▶ **What you should do**
Skip all lines in the entries below that come before the one containing "let location = use_location();". Repeat that line and the rest exactly.
BEGIN Given data
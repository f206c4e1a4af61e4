//! Reusable UI component modules.
//!
//! SYSTEM CONTEXT
//! ==============
//! Components render the navigation bar, the song table and the song form
//! while reading/writing the songs page state handed to them by the page.

pub mod nav_bar;
pub mod song_form;
pub mod song_table;
//! Top navigation bar linking the routed pages.

use leptos::prelude::*;
use leptos_router::hooks::use_location;

use crate::app::Page;

/// Links to every page; the page the current path resolves to is marked active.
#[component]
pub fn NavBar() -> impl IntoView {
    let location = use_location();
    let active = Memo::new(move |_| Page::resolve(&location.pathname.get()));

    view! {
        <nav class="nav-bar">
            <span class="nav-bar__brand">"Setlist"</span>
            {Page::ALL
                .into_iter()
                .map(|page| {
                    view! {
                        <a
                            class="nav-bar__link"
                            class:nav-bar__link--active=move || active.get() == page
                            href=page.path()
                        >
                            {page.label()}
                        </a>
                    }
                })
                .collect::<Vec<_>>()}
        </nav>
    }
}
END Given data
▶ **Result for this exercise**
    let location = use_location();
    let active = Memo::new(move |_| Page::resolve(&location.pathname.get()));

    view! {
        <nav class="nav-bar">
            <span class="nav-bar__brand">"Setlist"</span>
            {Page::ALL
                .into_iter()
                .map(|page| {
                    view! {
                        <a
                            class="nav-bar__link"
                            class:nav-bar__link--active=move || active.get() == page
                            href=page.path()
                        >
                            {page.label()}
                        </a>
                    }
                })
                .collect::<Vec<_>>()}
        </nav>
    }
}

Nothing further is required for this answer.